THE hot July sun is burning down on the white courtyard of the prison with a painful glare. It is no wonder that few prisoners are about and have sought the cool of the cells; still, one or two are lying on mats in the shade, tossing restlessly. The tossing produces a melancholy sound - that of the clanking of a heavy chain - for we are inspecting the lower prison, where only the long-sentence men are kept, and they are all chained.

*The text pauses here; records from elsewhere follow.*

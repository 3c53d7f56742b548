use super::types::{PageRequest, Pagination};

/// One page of an ordered sequence plus its metadata.
#[derive(Debug, Clone, PartialEq, Eq)]
pub struct Page<T> {
    pub items: Vec<T>,
    pub pagination: Pagination,
}

/// Slice `[(page-1)*limit, page*limit)` out of `ordered`.
///
/// A page past the end is empty; `total` always counts the whole input.
#[must_use]
pub fn paginate<T: Clone>(ordered: &[T], req: PageRequest) -> Page<T> {
    let total = ordered.len();
    let start = req.offset().min(total);
    let end = start.saturating_add(req.limit()).min(total);
    Page { items: ordered[start..end].to_vec(), pagination: Pagination::new(total, req) }
}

The prison building is on our left, a large one-storied structure standing in a great space surrounded by walls and divided into court-yards. The top floor is distinct from the lower and has its own yard on the other side.

We enter the long corridor, and the old warder runs along flinging open every door. The prisoners jump to their feet - there are two in each cell - as we pass, answering cheerily the governor's greeting. They are busy eating the midday ration, too, and thrust it from them as we enter each cell in turn.

"Seat yourselves," says the kindly governor. "Ah, God greet thee, Stano, how art thou?"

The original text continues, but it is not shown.